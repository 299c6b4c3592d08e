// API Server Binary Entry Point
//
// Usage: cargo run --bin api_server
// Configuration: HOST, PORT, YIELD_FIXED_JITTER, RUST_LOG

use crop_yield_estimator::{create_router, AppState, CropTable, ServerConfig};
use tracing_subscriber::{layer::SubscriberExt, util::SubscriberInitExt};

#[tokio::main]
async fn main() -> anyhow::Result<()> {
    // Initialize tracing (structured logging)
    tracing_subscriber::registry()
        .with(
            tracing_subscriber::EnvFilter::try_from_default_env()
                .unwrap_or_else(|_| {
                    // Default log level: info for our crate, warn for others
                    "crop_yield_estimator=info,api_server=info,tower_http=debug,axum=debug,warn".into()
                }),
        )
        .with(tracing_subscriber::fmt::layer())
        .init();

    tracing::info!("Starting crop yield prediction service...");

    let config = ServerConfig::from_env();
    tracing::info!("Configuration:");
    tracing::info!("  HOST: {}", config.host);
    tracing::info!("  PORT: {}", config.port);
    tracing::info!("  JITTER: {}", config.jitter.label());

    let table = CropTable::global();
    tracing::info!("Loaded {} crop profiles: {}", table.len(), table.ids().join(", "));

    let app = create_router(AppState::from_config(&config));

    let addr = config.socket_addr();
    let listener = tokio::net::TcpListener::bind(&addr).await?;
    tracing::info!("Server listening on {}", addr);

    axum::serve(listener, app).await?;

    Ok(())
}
----
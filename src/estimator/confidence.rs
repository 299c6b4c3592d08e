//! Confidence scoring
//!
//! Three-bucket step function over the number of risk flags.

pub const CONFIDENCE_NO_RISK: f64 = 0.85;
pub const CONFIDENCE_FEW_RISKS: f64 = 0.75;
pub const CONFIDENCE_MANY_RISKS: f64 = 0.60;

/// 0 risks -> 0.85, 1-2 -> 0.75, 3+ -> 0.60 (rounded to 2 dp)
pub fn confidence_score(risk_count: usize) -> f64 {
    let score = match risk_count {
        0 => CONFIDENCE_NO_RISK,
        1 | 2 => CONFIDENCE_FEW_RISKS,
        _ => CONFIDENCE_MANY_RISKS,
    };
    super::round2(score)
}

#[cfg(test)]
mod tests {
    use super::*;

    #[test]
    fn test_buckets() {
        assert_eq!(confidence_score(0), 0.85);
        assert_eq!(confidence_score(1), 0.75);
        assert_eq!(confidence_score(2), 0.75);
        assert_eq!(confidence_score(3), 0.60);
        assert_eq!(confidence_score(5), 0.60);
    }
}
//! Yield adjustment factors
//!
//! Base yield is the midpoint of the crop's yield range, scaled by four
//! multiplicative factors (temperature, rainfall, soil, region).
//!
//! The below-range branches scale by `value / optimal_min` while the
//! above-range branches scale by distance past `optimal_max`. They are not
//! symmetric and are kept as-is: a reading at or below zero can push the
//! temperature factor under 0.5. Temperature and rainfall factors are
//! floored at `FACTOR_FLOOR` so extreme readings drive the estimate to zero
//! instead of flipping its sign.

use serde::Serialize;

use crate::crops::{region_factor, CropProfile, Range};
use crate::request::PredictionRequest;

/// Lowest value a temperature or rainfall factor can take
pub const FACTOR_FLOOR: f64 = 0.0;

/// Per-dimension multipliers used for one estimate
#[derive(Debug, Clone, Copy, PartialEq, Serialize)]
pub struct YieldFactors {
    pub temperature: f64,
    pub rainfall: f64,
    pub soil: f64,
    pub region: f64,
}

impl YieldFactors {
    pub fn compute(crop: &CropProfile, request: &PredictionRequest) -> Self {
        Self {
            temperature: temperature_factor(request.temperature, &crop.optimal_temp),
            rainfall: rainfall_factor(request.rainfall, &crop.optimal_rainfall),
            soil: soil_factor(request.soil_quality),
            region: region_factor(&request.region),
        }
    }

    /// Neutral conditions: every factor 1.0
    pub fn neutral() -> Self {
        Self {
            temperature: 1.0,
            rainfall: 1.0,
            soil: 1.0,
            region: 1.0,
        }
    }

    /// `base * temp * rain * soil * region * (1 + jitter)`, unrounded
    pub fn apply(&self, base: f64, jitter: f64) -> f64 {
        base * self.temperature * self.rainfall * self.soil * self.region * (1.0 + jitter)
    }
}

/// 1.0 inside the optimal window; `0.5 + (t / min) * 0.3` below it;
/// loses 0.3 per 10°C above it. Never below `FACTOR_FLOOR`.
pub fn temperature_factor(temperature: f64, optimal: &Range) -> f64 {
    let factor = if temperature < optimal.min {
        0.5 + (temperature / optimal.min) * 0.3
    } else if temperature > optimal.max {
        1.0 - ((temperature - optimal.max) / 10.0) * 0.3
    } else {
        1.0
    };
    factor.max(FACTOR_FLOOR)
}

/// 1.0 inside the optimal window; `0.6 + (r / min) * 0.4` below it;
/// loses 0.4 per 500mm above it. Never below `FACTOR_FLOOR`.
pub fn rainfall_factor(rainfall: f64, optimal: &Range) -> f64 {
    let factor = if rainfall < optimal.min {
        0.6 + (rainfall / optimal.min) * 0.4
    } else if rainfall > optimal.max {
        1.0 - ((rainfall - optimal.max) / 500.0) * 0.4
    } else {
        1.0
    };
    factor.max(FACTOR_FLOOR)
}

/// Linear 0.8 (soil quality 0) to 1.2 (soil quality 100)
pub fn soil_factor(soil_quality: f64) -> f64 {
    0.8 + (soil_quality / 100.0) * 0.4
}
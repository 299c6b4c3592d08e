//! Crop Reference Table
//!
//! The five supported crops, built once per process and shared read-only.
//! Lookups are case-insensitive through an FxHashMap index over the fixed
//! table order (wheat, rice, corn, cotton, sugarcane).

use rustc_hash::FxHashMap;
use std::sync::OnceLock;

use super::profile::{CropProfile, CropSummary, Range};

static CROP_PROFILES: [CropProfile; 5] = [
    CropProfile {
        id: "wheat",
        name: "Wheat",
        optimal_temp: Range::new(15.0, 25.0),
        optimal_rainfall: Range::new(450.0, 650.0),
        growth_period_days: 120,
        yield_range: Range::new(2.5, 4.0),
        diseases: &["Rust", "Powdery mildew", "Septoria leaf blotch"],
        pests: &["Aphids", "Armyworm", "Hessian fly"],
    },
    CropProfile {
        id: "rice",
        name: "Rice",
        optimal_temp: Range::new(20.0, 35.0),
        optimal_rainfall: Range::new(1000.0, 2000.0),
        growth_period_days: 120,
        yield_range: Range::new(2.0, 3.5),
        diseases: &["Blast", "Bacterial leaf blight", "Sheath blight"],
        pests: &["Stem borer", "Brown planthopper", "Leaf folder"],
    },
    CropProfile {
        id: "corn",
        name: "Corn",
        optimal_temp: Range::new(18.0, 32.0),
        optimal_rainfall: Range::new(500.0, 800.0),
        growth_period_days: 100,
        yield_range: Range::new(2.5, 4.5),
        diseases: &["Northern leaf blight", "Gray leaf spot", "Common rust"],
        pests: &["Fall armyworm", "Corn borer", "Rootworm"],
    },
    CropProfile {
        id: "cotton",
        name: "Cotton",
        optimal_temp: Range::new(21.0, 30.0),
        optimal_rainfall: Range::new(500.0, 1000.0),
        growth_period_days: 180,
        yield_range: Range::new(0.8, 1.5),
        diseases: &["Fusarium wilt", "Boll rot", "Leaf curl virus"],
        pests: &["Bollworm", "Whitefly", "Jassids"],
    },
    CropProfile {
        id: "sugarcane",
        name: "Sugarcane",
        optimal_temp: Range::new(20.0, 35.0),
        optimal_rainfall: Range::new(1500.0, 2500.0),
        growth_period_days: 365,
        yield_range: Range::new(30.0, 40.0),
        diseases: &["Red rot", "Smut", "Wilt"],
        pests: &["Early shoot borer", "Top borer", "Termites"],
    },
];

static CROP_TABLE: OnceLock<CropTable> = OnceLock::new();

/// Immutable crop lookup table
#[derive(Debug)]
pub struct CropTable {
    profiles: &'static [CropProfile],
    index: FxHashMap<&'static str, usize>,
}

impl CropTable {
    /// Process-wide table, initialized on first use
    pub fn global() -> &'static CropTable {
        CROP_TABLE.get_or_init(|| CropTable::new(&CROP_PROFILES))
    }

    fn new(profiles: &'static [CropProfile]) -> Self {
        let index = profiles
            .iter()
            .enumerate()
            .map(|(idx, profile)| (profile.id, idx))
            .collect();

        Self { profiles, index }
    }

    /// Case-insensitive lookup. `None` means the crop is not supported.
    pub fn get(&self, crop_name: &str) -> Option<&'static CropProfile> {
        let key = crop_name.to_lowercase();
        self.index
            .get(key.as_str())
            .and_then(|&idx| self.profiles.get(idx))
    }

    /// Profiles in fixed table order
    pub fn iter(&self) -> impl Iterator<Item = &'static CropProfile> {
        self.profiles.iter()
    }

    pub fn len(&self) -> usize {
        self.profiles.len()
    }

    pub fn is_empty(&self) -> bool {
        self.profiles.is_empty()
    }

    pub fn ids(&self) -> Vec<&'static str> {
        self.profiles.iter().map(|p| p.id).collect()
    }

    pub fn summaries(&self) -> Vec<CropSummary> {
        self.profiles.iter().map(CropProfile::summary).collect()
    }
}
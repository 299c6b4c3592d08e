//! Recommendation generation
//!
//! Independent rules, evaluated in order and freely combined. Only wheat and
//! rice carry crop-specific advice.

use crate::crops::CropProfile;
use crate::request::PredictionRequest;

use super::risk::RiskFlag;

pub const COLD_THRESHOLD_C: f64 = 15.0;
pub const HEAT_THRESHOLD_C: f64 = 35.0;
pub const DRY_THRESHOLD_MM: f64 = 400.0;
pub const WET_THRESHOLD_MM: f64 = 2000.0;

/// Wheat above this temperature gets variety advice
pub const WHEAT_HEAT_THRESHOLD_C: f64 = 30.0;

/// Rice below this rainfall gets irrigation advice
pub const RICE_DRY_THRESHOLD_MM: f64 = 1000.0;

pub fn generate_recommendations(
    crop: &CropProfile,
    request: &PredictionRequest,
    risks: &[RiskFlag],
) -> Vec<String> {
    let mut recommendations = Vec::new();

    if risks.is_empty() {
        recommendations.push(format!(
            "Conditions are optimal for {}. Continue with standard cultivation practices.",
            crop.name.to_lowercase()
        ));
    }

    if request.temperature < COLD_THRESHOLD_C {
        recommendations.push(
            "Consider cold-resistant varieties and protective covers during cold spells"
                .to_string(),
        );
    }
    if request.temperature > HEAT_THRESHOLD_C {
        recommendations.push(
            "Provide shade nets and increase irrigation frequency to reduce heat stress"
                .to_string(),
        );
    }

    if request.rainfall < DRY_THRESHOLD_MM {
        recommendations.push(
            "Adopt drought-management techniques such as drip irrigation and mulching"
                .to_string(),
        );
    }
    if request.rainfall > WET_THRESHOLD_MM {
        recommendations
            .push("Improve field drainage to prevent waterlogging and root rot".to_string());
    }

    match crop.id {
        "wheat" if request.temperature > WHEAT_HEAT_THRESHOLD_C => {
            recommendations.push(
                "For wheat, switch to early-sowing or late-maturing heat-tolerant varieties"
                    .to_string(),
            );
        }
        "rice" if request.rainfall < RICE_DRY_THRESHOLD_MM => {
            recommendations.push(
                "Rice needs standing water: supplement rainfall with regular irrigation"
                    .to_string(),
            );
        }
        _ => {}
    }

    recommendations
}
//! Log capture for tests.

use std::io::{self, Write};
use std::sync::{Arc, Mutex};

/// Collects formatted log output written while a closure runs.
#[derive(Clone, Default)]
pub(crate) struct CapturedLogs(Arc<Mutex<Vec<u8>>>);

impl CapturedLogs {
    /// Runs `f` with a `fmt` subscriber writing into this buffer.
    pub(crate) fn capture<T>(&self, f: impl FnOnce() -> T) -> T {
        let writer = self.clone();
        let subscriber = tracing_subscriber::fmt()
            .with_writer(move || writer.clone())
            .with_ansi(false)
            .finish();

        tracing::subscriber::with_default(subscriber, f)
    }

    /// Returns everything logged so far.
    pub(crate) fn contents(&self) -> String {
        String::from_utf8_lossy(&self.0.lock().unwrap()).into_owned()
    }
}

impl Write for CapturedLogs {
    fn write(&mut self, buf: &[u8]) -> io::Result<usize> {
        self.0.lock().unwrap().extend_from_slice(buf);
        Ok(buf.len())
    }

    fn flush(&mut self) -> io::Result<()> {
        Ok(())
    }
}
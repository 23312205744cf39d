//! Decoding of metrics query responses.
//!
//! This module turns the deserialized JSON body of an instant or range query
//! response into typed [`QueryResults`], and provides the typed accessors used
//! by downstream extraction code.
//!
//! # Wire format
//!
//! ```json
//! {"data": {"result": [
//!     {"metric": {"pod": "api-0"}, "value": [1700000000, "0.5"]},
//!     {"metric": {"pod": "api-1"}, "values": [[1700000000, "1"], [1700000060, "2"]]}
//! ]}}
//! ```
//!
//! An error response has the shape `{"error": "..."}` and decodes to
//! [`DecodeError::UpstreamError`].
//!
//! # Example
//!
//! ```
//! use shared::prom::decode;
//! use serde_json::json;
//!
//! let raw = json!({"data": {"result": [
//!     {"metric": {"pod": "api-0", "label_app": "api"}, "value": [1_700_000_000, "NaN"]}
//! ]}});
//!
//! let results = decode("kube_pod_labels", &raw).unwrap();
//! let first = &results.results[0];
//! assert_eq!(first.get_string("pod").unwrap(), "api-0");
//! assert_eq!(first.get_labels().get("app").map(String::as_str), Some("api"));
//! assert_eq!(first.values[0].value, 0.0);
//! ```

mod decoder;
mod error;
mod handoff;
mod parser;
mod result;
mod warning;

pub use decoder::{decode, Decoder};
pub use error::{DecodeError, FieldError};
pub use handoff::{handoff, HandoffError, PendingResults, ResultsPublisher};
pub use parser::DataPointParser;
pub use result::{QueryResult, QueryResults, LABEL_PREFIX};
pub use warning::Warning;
----
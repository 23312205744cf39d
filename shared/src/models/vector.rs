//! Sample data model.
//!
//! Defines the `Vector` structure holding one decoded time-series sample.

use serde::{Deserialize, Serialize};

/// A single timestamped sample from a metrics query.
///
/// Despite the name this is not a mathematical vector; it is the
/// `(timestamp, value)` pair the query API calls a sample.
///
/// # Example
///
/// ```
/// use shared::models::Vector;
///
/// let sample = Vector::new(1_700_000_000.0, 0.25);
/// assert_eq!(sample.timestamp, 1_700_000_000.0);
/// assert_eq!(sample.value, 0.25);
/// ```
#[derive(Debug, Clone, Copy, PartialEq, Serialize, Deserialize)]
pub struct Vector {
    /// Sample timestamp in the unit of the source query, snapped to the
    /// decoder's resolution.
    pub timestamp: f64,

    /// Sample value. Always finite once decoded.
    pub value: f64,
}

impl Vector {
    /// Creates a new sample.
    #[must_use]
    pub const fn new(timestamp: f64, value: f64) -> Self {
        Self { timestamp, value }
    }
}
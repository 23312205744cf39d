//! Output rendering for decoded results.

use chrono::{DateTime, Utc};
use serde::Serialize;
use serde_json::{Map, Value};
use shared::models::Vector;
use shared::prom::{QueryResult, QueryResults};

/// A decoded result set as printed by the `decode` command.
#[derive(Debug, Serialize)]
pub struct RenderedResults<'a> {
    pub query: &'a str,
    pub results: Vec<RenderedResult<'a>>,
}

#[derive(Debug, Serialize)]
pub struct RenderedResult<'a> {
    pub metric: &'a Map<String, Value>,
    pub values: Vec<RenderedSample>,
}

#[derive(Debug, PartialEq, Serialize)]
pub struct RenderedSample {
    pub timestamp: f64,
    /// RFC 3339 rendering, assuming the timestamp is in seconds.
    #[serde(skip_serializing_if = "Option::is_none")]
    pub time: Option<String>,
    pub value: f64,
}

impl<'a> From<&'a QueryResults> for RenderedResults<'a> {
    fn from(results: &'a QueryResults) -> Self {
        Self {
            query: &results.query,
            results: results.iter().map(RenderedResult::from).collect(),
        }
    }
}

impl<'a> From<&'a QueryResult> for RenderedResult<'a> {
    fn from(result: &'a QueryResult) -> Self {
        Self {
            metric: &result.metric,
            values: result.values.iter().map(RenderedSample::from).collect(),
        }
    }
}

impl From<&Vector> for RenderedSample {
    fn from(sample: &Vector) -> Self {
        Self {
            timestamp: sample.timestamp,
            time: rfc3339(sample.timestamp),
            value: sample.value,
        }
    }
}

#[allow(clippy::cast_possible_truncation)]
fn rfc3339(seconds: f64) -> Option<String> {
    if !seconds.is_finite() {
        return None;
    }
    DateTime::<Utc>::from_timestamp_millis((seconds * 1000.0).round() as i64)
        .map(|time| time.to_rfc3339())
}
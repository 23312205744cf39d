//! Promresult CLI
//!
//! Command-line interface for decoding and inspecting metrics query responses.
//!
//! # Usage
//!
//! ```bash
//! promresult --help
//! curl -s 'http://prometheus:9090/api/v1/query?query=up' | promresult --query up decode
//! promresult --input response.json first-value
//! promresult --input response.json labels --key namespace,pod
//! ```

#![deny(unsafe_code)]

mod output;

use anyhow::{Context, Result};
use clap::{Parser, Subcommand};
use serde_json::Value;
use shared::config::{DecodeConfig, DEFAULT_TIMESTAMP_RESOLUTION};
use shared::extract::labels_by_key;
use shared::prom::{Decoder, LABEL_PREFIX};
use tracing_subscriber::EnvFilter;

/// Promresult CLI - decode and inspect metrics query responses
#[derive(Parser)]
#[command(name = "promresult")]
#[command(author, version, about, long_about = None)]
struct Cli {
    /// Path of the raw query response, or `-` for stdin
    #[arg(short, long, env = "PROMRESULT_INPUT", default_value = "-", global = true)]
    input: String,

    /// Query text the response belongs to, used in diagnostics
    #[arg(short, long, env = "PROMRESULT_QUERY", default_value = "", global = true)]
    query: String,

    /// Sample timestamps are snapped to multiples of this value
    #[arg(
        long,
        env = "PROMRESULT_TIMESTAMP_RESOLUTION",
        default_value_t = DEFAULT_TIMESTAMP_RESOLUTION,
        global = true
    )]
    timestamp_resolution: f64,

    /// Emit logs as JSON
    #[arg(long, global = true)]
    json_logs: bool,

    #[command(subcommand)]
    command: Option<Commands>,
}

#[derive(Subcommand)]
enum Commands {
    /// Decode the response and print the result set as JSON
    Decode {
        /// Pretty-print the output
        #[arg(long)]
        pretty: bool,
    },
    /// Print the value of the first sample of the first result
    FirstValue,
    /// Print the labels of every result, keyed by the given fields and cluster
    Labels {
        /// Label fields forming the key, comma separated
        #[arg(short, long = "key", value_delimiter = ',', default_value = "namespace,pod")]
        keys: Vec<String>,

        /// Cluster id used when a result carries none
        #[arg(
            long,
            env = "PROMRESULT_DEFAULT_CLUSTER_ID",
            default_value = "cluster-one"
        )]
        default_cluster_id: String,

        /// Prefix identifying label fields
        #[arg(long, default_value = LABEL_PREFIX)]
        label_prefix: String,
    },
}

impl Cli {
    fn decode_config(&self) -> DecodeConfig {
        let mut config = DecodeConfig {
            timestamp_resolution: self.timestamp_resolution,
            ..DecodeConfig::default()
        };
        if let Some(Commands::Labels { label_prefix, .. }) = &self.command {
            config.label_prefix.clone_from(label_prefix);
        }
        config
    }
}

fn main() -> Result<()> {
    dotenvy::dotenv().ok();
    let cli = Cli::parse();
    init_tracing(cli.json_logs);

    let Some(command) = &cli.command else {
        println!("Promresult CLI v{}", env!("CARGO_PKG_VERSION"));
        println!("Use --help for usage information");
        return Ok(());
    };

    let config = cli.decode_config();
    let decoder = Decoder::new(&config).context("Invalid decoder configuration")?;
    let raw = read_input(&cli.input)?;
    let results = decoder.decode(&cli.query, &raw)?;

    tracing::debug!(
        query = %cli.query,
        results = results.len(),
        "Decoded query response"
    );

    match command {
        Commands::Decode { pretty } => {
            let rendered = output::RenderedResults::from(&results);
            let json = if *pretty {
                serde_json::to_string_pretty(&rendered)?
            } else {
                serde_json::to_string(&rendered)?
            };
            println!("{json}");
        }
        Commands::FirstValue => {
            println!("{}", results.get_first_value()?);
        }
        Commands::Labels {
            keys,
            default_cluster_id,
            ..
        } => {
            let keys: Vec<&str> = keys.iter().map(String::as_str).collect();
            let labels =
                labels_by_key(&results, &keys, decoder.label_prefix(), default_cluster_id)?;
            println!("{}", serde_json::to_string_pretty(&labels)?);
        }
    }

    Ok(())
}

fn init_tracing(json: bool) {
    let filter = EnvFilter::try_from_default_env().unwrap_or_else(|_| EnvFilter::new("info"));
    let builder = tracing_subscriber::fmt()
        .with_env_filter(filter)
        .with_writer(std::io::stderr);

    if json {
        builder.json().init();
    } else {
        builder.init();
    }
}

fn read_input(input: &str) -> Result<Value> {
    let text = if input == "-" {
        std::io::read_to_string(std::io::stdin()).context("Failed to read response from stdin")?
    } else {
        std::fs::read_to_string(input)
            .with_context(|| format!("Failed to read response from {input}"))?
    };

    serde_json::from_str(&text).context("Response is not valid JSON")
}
----
Check every line of the entries for the string "diseases". Give only the number of lines that hold it.

5